● ENTRIES SUPPLIED
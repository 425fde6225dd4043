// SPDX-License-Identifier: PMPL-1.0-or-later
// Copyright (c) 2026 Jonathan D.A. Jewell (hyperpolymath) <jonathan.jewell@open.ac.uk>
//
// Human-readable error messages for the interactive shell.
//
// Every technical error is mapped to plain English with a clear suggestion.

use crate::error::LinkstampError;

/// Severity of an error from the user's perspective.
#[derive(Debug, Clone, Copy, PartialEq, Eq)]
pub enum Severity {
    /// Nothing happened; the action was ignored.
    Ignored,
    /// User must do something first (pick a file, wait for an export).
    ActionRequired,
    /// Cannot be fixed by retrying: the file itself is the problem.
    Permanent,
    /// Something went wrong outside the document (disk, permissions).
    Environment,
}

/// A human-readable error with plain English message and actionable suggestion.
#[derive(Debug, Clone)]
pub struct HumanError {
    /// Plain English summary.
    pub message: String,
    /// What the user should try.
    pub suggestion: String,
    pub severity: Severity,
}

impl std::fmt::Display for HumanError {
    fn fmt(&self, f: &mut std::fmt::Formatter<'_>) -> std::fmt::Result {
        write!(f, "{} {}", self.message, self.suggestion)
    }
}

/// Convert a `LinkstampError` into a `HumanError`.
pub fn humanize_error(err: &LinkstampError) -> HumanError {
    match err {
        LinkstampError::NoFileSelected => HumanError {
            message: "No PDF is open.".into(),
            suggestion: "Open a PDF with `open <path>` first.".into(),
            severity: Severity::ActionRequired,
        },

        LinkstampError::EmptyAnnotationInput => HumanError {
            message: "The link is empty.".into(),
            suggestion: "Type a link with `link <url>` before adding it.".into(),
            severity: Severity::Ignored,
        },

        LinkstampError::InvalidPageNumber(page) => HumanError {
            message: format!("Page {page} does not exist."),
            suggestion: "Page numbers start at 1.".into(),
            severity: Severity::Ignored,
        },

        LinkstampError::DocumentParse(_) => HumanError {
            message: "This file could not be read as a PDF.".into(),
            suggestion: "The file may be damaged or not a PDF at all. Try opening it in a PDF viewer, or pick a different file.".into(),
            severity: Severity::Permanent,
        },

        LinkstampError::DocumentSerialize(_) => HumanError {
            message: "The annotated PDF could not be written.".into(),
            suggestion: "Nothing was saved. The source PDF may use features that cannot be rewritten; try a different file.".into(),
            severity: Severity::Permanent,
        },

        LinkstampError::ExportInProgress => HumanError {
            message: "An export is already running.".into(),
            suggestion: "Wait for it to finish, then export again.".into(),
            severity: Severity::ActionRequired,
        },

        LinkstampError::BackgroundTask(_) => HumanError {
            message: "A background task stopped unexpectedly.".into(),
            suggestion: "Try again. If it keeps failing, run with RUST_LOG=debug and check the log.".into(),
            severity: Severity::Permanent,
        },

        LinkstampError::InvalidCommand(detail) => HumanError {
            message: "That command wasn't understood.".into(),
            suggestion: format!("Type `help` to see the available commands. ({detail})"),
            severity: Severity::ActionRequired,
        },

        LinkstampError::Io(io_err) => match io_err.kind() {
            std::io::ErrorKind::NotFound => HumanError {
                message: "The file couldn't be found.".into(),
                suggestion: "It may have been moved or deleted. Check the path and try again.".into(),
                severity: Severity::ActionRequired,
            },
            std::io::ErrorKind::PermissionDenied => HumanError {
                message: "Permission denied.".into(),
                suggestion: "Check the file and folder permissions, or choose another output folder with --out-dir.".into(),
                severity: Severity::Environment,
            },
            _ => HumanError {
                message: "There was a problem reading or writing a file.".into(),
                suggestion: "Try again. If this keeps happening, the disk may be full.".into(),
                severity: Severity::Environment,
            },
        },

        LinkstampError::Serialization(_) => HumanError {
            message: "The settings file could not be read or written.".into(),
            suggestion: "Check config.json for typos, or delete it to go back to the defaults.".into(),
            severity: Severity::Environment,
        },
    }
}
--
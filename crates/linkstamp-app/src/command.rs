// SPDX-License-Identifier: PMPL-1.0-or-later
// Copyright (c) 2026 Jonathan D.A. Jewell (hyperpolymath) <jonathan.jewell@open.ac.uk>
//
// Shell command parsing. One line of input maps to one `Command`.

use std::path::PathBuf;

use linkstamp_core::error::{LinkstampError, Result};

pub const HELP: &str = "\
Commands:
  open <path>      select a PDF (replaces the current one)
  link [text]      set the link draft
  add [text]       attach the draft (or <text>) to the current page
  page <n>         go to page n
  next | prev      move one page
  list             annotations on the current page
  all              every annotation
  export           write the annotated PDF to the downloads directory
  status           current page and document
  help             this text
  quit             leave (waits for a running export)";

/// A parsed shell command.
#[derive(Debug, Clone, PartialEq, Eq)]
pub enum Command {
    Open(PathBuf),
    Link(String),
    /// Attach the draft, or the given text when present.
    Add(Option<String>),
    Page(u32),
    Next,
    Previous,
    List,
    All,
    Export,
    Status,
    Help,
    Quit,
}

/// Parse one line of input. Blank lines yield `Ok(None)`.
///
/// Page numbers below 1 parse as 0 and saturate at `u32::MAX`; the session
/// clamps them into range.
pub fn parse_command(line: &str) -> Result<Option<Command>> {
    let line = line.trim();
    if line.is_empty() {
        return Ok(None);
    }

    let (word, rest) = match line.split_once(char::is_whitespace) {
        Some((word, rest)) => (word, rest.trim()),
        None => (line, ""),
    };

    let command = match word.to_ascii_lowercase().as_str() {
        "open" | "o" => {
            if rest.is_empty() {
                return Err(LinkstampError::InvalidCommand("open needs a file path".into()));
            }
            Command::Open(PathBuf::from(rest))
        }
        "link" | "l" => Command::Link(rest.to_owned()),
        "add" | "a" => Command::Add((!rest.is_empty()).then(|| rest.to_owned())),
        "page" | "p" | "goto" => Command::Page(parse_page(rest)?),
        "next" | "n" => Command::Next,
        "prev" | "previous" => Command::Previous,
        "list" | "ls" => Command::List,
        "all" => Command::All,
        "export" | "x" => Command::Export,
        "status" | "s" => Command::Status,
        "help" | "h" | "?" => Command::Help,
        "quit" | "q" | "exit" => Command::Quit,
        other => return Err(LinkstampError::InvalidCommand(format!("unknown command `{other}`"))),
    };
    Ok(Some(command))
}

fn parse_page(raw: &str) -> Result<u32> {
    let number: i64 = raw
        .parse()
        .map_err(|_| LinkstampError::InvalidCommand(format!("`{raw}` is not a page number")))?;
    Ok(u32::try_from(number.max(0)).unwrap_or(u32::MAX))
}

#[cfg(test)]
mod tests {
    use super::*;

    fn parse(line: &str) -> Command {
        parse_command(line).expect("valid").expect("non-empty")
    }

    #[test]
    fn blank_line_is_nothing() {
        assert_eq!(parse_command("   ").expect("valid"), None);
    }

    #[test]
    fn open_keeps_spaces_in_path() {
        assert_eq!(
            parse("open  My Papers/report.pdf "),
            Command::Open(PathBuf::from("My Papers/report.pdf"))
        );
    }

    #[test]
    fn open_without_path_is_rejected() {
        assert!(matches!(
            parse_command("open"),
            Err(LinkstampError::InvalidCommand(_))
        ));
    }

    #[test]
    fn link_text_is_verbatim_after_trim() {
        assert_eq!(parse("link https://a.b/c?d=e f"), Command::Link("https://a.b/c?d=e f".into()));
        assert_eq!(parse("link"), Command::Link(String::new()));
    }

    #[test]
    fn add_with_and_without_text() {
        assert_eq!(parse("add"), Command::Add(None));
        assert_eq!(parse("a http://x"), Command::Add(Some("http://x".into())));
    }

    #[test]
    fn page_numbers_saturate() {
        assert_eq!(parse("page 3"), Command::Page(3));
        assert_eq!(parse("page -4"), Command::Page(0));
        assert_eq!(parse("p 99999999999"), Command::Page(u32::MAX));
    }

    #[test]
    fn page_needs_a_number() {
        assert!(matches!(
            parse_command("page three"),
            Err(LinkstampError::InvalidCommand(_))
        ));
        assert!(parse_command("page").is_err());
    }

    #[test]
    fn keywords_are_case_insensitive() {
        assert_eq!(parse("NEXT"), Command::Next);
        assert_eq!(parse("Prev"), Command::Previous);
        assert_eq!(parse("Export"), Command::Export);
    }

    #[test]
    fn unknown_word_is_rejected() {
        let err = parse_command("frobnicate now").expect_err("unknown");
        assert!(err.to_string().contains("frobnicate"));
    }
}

● WORK INSTRUCTION
Give only the number of lines in the records that include the word "Option".

● PROBLEM SOLUTION
2